When the computer is between the pilots ears, the sensors are pretty basic: visual interpretation of the sacred six. The standard six-pack of flight instruments – airspeed indicator, artificial horizon, altimeter, turn coordinator, directional gyro and vertical speed indicator – are found on most airplanes, and virtually all that do routine instrument work.
Autopilots dont have to look at instruments, but they go through a similar input process to fly the airplane.
For a simple autopilot to function, basic benchmarks like heading, altitude and airspeed have to be established in the consciousness of the autopilot. This programming establishes an equilibrium that tells the autopilot to maintain the heading, altitude and airspeed that it senses at that moment. Period.
Under this cruise control scenario, lift, weight, thrust and drag are balanced and all the autopilot has to do is to maintain the same values. Balance can be established for any stable flight condition, not just level flight.
The autopilot is connected to sensors that spell out the conditions its supposed to maintain and that alert it when one or more of the parameters have changed. Some autopilots use some of the same cockpit instruments as the pilot; others use a different set entirely. The computer then tells servos attached to the flight controls how to manipulate the controls to re-establish the original equilibrium.
If this sounds familiar, it should. Its exactly the same scenario that exists when a pilot notices the airplane is no longer where it belongs and puts it back.
Climbing, Descending, Turning
If you want to climb or descend on a straight course and constant airspeed at 500 feet per minute, the steps are simple. Keep the wings level and the ball centered; raise or lower the nose to the pitch attitude required to produce the rate at which you want to climb or descend; adjust the throttle to the power setting that will maintain proper airspeed during the climb or descent; and trim the airplane.
Whether pilot, autopilot or throttle-capable autopilot, whatever is controlling the airplane needs to keep those parameters in line to get the desired result. The same goes for turns.
During instrument flying, a standard-rate turn (three degrees per second) is the Holy Grail of turning. From constant speed level flight, bank the airplane to the precise bank angle for a standard rate turn. While in the turn, maintain the proper pitch attitude to hold altitude, adjust the throttle (if required) to maintain constant speed while you are turning, and trim the airplane to maintain that condition until you want to roll out.
There is a constant theme to all these strategies. Its mechanical, repetitive and relies on objective observations of how reality compares with a predetermined set of values. In short, its precisely the kind of job best suited for computerization.
Putting the Pieces Together
Instrument flying is basically simple because it is nothing more than a combination of simple, repeatable tasks necessary to fly desired headings, altitudes (or rates), airspeeds and flight paths. The tasks are straight and level flight, constant and changing airspeeds, constant airspeed climbs and descents (at specific rates), constant airspeed/constant rate turns (to specific headings/for specific times), combinations of the maneuvers, and smooth transitions from one maneuver to another.

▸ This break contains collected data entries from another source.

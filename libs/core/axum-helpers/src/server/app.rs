use super::shutdown::shutdown_signal;
use crate::errors::handlers::not_found;
use crate::http::cors::create_cors_layer;
use crate::http::security::security_headers;
use axum::{Router, middleware};
use std::io;
use tower_http::compression::CompressionLayer;
use tower_http::trace::{DefaultMakeSpan, DefaultOnResponse, TraceLayer};
use tracing::{Level, info};
use utoipa::OpenApi;

/// Starts the Axum server with graceful shutdown.
///
/// # Arguments
/// * `router` - The configured Axum router
/// * `server_config` - Server configuration with host and port
///
/// # Errors
/// Returns an error if:
/// - The TCP listener fails to bind to the configured address
/// - The server encounters an error during operation
pub async fn create_app(
    router: Router,
    server_config: &core_config::server::ServerConfig,
) -> io::Result<()> {
    let listener = tokio::net::TcpListener::bind(server_config.address()).await?;

    info!("Server starting on {}", listener.local_addr()?);
    axum::serve(listener, router.into_make_service())
        .with_graceful_shutdown(shutdown_signal())
        .await
        .inspect_err(|e| {
            tracing::error!("Server encountered an error: {:?}", e);
        })?;

    Ok(())
}

/// Creates a configured Axum router with common middleware and documentation.
///
/// This function sets up:
/// - OpenAPI documentation (Swagger UI, ReDoc, RapiDoc, Scalar)
/// - Common middleware (tracing, security headers, CORS, compression)
/// - 404 fallback handler
///
/// Note: Health endpoints (/health, /ready) should be added by the app
/// using `health_router()`.
///
/// # CORS Configuration (Required)
///
/// The `CORS_ALLOWED_ORIGIN` environment variable **must** be set with
/// comma-separated allowed origins. The application will fail to start if
/// this variable is not set.
///
/// Examples:
/// - Development: `CORS_ALLOWED_ORIGIN=http://localhost:3000,http://localhost:5173`
/// - Production: `CORS_ALLOWED_ORIGIN=https://example.com,https://app.example.com`
///
/// # Type Parameters
/// * `T` - A type implementing `utoipa::OpenApi` for API documentation
///
/// # Arguments
/// * `apis` - Router with all routes (state already applied to individual routes)
///
/// # Errors
/// Returns an error if `CORS_ALLOWED_ORIGIN` is not set, empty, or contains
/// invalid values.
pub async fn create_router<T>(apis: Router) -> io::Result<Router>
where
    T: OpenApi + 'static,
{
    use utoipa_rapidoc::RapiDoc;
    use utoipa_redoc::{Redoc, Servable as RedocServable};
    use utoipa_scalar::{Scalar, Servable as ScalarServable};
    use utoipa_swagger_ui::SwaggerUi;

    let origins_str = std::env::var("CORS_ALLOWED_ORIGIN").map_err(|_| {
        io::Error::new(
            io::ErrorKind::InvalidInput,
            "CORS_ALLOWED_ORIGIN environment variable is required. Example: CORS_ALLOWED_ORIGIN=http://localhost:3000,https://example.com",
        )
    })?;

    // Parse comma-separated origins
    let allowed_origins: Vec<axum::http::HeaderValue> = origins_str
        .split(',')
        .map(|s| s.trim())
        .filter(|s| !s.is_empty())
        .map(|s| s.parse::<axum::http::HeaderValue>())
        .collect::<Result<Vec<_>, _>>()
        .map_err(|e| {
            io::Error::new(
                io::ErrorKind::InvalidInput,
                format!("Invalid CORS_ALLOWED_ORIGIN value: {}", e),
            )
        })?;

    if allowed_origins.is_empty() {
        return Err(io::Error::new(
            io::ErrorKind::InvalidInput,
            "CORS_ALLOWED_ORIGIN cannot be empty",
        ));
    }

    info!("CORS configured with allowed origins: {}", origins_str);

    let router = Router::new()
        .merge(SwaggerUi::new("/swagger-ui").url("/api-docs/openapi.json", T::openapi()))
        .merge(Redoc::with_url("/redoc", T::openapi()))
        .merge(RapiDoc::new("/api-docs/openapi.json").path("/rapidoc"))
        .merge(Scalar::with_url("/scalar", T::openapi()))
        .merge(apis)
        .fallback(not_found)
        .layer(
            TraceLayer::new_for_http()
                .make_span_with(DefaultMakeSpan::new().level(Level::INFO))
                .on_response(DefaultOnResponse::new().level(Level::INFO)),
        )
        .layer(middleware::from_fn(security_headers))
        .layer(create_cors_layer(allowed_origins))
        // Compresses responses based on the Accept-Encoding header
        .layer(CompressionLayer::new());

    Ok(router)
}
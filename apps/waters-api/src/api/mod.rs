//! API routes module

pub mod products;

use axum::Router;

use crate::state::AppState;

/// Create all API routes
pub fn routes(state: &AppState) -> Router {
    products::router(state)
}
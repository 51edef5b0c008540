//! Products API routes

use axum::Router;
use domain_waters::{handlers, CatalogService};

use crate::state::AppState;

/// Create the catalog router backed by the in-memory catalog
pub fn router(state: &AppState) -> Router {
    let service = CatalogService::new(state.catalog.clone());
    handlers::router(service)
}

If you can fly these simple maneuvers, and combine them with flying specific courses, reading approach plates and enroute charts, using a stopwatch, talking on the radio and doing a few other things like that, you can fly instruments.
First Things First
First, however, you need to be able to precisely, consistently and reliably perform each of the basic instrument flight maneuvers. Everything else is possible if the basics are reliably in place. Absent the ability to fly basic instruments, it just isnt possible to fly instruments safely.
Thats why the basic instrument skills have to come first – and they must be honed and kept sharp. That can be done, by the way, using any garden variety personal desktop computer. All you need is the most basic of flight simulators and the hardware necessary for rudder pedals and pitch trim.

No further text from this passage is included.